▶ **Available records**:

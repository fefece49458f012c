use std::path::{Path, PathBuf};
use std::time::Duration;

use reqwest::Response;
use reqwest::header::CONTENT_DISPOSITION;

use super::parser::{
    ParseError, extract_zip, parse_benefits, parse_board, parse_download_codes, parse_hospitals,
    parse_pharmacies,
};
use super::types::{
    BenefitItem, BoardItem, DownloadResult, Hospital, OpenDataResult, Pharmacy, latest_item,
};
use crate::client::{ClientConfig, HttpClient, encode_form};
use crate::export::{CsvWriter, ExportError};
use crate::record::{has_header, renumber};
use crate::spreadsheet::{self, ExcelData};
use crate::types::{DownloadFile, FileType};
use crate::utils::{decode_korean, filename_from_content_disposition};

pub const MEDICINE_LIST_FILE: &str = "medicine_list_hira.csv";
pub const HOSPITAL_LIST_FILE: &str = "hospital_list.csv";
pub const PHARMACY_LIST_FILE: &str = "pharmacy_list.csv";
pub const OPENDATA_DIR: &str = "opendata_hira_data";

const HOSPITAL_FILE_PREFIX: &str = "1.병원정보서비스";
const PHARMACY_FILE_PREFIX: &str = "2.약국정보서비스";

const BOARD_PATH: &str = "/bbsDummy.do?pgmid=HIRAA030014050000";
const ATTACHMENT_PATH: &str = "/bbs/bbsCDownLoad.do";
const OPENDATA_PATH: &str = "/op/opc/selectOpenData.do?sno=11925";
const OPENDATA_DOWNLOAD_PATH: &str =
    "/dext5upload/handler/upload.dx?callType=download&url=/op/opc/selectOpenData.do";

/// Session token the upload handler expects next to the attachment code.
const OPENDATA_D00: &str = "UlpEQXhER1J2ZDI1c2IyRmtVbVZ4ZFdWemRBdGtNVEFNWHd0a01qVU1MM05vWVhKbFpDOWtZWFJoTDNWd2JHOWhaRVpwYkdWekwyWnBiR1V2T0RrNU56WXhPVVl0T0VJNFJpMURSRFU0TFRkQ05qa3RNVUZEUlRKR09UaEVOa0V5TG5wcGNBdGtNallNN0tDRTZyV3RJT3V6a2V5ZG1PeWJrQ0Ryc0k4ZzdKVzk2cld0SU8yWWhPMlpxU0F5TURJMExqRXlMbnBwY0F0a01EY01ORGN4UVVaRVF6RXRORGRCTXkxRVFUSTJMVE16UlRjdFJrUkdNMFJFTWtFd1FqTkRDdz09";

const DOWNLOAD_TIMEOUT: Duration = Duration::from_secs(60);

#[derive(Debug, thiserror::Error)]
pub enum ScraperError {
    #[error("HTTP request failed: {0}")]
    HttpError(#[from] reqwest::Error),
    #[error("Parse error: {0}")]
    ParseError(#[from] ParseError),
    #[error("Export error: {0}")]
    ExportError(#[from] ExportError),
    #[error("File operation failed: {0}")]
    IoError(#[from] std::io::Error),
    #[error("Spreadsheet error: {0}")]
    SpreadsheetError(#[from] spreadsheet::SpreadsheetError),
    #[error("Bulletin {0} has no attachment")]
    MissingAttachment(String),
    #[error("No open-data attachment found")]
    NoDownloadCode,
}

/// Crawls the 건강보험심사평가원 benefit-list board and the open-data portal.
#[derive(Debug, Clone)]
pub struct WebScraper {
    client: HttpClient,
    base_url: String,
    opendata_url: String,
    output_dir: PathBuf,
}

impl WebScraper {
    pub fn new() -> Result<Self, ScraperError> {
        Self::with_client_config(ClientConfig::default())
    }

    pub fn with_client_config(config: ClientConfig) -> Result<Self, ScraperError> {
        Ok(Self {
            client: HttpClient::new(config)?,
            base_url: super::BASE_URL.to_string(),
            opendata_url: super::OPENDATA_BASE_URL.to_string(),
            output_dir: PathBuf::from(crate::DEFAULT_OUTPUT_DIR),
        })
    }

    pub fn with_base_url(mut self, base_url: impl Into<String>) -> Self {
        self.base_url = base_url.into().trim_end_matches('/').to_string();
        self
    }

    pub fn with_opendata_url(mut self, base_url: impl Into<String>) -> Self {
        self.opendata_url = base_url.into().trim_end_matches('/').to_string();
        self
    }

    pub fn with_output_dir(mut self, dir: impl Into<PathBuf>) -> Self {
        self.output_dir = dir.into();
        self
    }

    pub fn output_dir(&self) -> &Path {
        &self.output_dir
    }

    pub fn csv_writer(&self, filename: &str) -> CsvWriter {
        CsvWriter::new(&self.output_dir, filename)
    }

    pub async fn fetch_board(&self) -> Result<Vec<BoardItem>, ScraperError> {
        let url = format!("{}{}", self.base_url, BOARD_PATH);
        log::info!("Fetching benefit-list board...");

        let bytes = self
            .client
            .get(&url, None, None)
            .await?
            .bytes()
            .await
            .inspect_err(|e| log::error!("Decode error: {e:?}"))?;

        Ok(parse_board(&decode_korean(&bytes))?)
    }

    /// Downloads the first attachment of bulletin `brd_blt_no`, saves it to
    /// the output directory and reads its first worksheet.
    pub async fn download_attachment(
        &self,
        brd_blt_no: &str,
    ) -> Result<(DownloadFile, ExcelData), ScraperError> {
        let query = encode_form(&[
            ("apndNo", "1"),
            ("apndBrdBltNo", brd_blt_no),
            ("apndBrdTyNo", "1"),
            ("apndBltNo", "59"),
        ]);
        let url = format!("{}{}?{}", self.base_url, ATTACHMENT_PATH, query);
        let referer = format!("{}{}", self.base_url, BOARD_PATH);

        log::info!("Downloading attachment of bulletin {}...", brd_blt_no);
        let response = self
            .client
            .get(&url, Some(&referer), Some(DOWNLOAD_TIMEOUT))
            .await?;

        let (filename, content) = read_attachment(response).await?;
        let filename =
            filename.ok_or_else(|| ScraperError::MissingAttachment(brd_blt_no.to_string()))?;

        tokio::fs::create_dir_all(&self.output_dir).await?;
        let path = self.output_dir.join(&filename);
        tokio::fs::write(&path, &content).await?;
        log::info!("Saved {}", path.display());

        let excel = spreadsheet::read_bytes(&filename, &content)?;
        Ok((DownloadFile::new(filename, content), excel))
    }

    /// Fetches the newest 약제급여목록표 and writes the `id,name` CSV.
    /// `None` when the board lists nothing.
    pub async fn download(&self) -> Result<Option<DownloadResult>, ScraperError> {
        let board_items = self.fetch_board().await?;
        let Some(latest) = latest_item(&board_items) else {
            log::warn!("Benefit-list board is empty");
            return Ok(None);
        };
        log::info!("Latest bulletin: {}", latest);

        let brd_blt_no = latest
            .brd_blt_no
            .clone()
            .ok_or_else(|| ScraperError::MissingAttachment(latest.title.clone()))?;
        let (file, excel_data) = self.download_attachment(&brd_blt_no).await?;

        let items = parse_benefits(&excel_data)?;
        self.csv_writer(MEDICINE_LIST_FILE).save(&items)?;

        Ok(Some(DownloadResult {
            filename: file.filename,
            excel_data,
            board_items,
            items,
        }))
    }

    /// Re-reads benefit-list spreadsheets saved by earlier runs, in filename
    /// order. Unreadable files and spreadsheets without the 연번 header are
    /// logged and skipped.
    pub fn parse_directory(&self, dir: &Path) -> Result<Vec<BenefitItem>, ScraperError> {
        let mut paths: Vec<PathBuf> = std::fs::read_dir(dir)?
            .filter_map(|entry| entry.ok().map(|e| e.path()))
            .filter(|path| {
                path.is_file()
                    && path
                        .file_name()
                        .is_some_and(|n| FileType::detect(&n.to_string_lossy()).is_spreadsheet())
            })
            .collect();
        paths.sort();

        let mut items = Vec::new();
        for path in &paths {
            match spreadsheet::read_file(path) {
                Ok(data) if has_header::<BenefitItem>(&data.rows) => {
                    items.extend(parse_benefits(&data)?)
                }
                Ok(_) => log::warn!("Skipping {}: not a benefit list", path.display()),
                Err(e) => log::warn!("Skipping {}: {}", path.display(), e),
            }
        }
        renumber(&mut items);

        log::info!("Parsed {} benefit item(s) from {}", items.len(), dir.display());
        Ok(items)
    }

    /// Code of the newest 전국 병의원 및 약국 현황 archive, if any is listed.
    pub async fn fetch_download_code(&self) -> Result<Option<String>, ScraperError> {
        let url = format!("{}{}", self.opendata_url, OPENDATA_PATH);
        log::info!("Fetching open-data page...");

        let bytes = self
            .client
            .get(&url, None, None)
            .await?
            .bytes()
            .await
            .inspect_err(|e| log::error!("Decode error: {e:?}"))?;

        let codes = parse_download_codes(&decode_korean(&bytes))?;
        Ok(codes.into_iter().next())
    }

    pub async fn download_opendata(&self, code: &str) -> Result<DownloadFile, ScraperError> {
        let url = format!("{}{}", self.opendata_url, OPENDATA_DOWNLOAD_PATH);
        let referer = format!("{}{}", self.opendata_url, OPENDATA_PATH);
        let body = encode_form(&[("customValue", code), ("d00", OPENDATA_D00)]);

        log::info!("Downloading open-data archive {}...", code);
        let response = self
            .client
            .post_form(&url, body, Some(&referer), Some(DOWNLOAD_TIMEOUT))
            .await?;

        let (filename, content) = read_attachment(response).await?;
        let filename = filename.unwrap_or_else(|| {
            log::warn!("Archive {} carried no filename", code);
            format!("opendata_{code}.zip")
        });

        let file = DownloadFile::new(filename, content);
        log::info!("Downloaded {}", file);
        Ok(file)
    }

    /// Downloads and unpacks the newest archive, then maps and exports the
    /// hospital and pharmacy spreadsheets. With `cleanup` the extracted
    /// files are deleted afterwards.
    pub async fn opendata(&self, cleanup: bool) -> Result<OpenDataResult, ScraperError> {
        let code = self
            .fetch_download_code()
            .await?
            .ok_or(ScraperError::NoDownloadCode)?;
        let file = self.download_opendata(&code).await?;
        self.load_opendata(file, cleanup)
    }

    pub async fn hospitals(&self) -> Result<Vec<Hospital>, ScraperError> {
        Ok(self.opendata(true).await?.hospitals)
    }

    pub async fn pharmacies(&self) -> Result<Vec<Pharmacy>, ScraperError> {
        Ok(self.opendata(true).await?.pharmacies)
    }

    pub(crate) fn load_opendata(
        &self,
        file: DownloadFile,
        cleanup: bool,
    ) -> Result<OpenDataResult, ScraperError> {
        let dest_dir = self.output_dir.join(OPENDATA_DIR);
        let extracted = extract_zip(&file.content, &dest_dir)?;

        let hospital_data = read_extracted(&extracted, HOSPITAL_FILE_PREFIX)?;
        let hospitals = match &hospital_data {
            Some(data) => parse_hospitals(data)?,
            None => {
                log::warn!("Archive has no {} file", HOSPITAL_FILE_PREFIX);
                Vec::new()
            }
        };
        if hospital_data.is_some() {
            self.csv_writer(HOSPITAL_LIST_FILE).save(&hospitals)?;
        }

        let pharmacy_data = read_extracted(&extracted, PHARMACY_FILE_PREFIX)?;
        let pharmacies = match &pharmacy_data {
            Some(data) => parse_pharmacies(data)?,
            None => {
                log::warn!("Archive has no {} file", PHARMACY_FILE_PREFIX);
                Vec::new()
            }
        };
        if pharmacy_data.is_some() {
            self.csv_writer(PHARMACY_LIST_FILE).save(&pharmacies)?;
        }

        let extracted_files = extracted
            .iter()
            .filter_map(|p| p.file_name().map(|n| n.to_string_lossy().into_owned()))
            .collect();

        if cleanup {
            for path in &extracted {
                if let Err(e) = std::fs::remove_file(path) {
                    log::warn!("Failed to remove {}: {}", path.display(), e);
                }
            }
        }

        Ok(OpenDataResult {
            download_file: file,
            hospital_data,
            pharmacy_data,
            extracted_files,
            hospitals,
            pharmacies,
        })
    }
}

async fn read_attachment(response: Response) -> Result<(Option<String>, Vec<u8>), ScraperError> {
    let filename = response
        .headers()
        .get(CONTENT_DISPOSITION)
        .and_then(|value| filename_from_content_disposition(value.as_bytes()));
    let bytes = response
        .bytes()
        .await
        .inspect_err(|e| log::error!("Decode error: {e:?}"))?;
    Ok((filename, bytes.to_vec()))
}

fn read_extracted(files: &[PathBuf], prefix: &str) -> Result<Option<ExcelData>, ScraperError> {
    let Some(path) = files.iter().find(|p| {
        p.file_name()
            .is_some_and(|n| n.to_string_lossy().contains(prefix))
    }) else {
        return Ok(None);
    };

    Ok(Some(spreadsheet::read_file(path)?))
}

▶ **What to produce**: Filter the listing for the word "types" and copy each line that has it.

▶ **Exercise result**:
use super::types::{
use crate::types::{DownloadFile, FileType};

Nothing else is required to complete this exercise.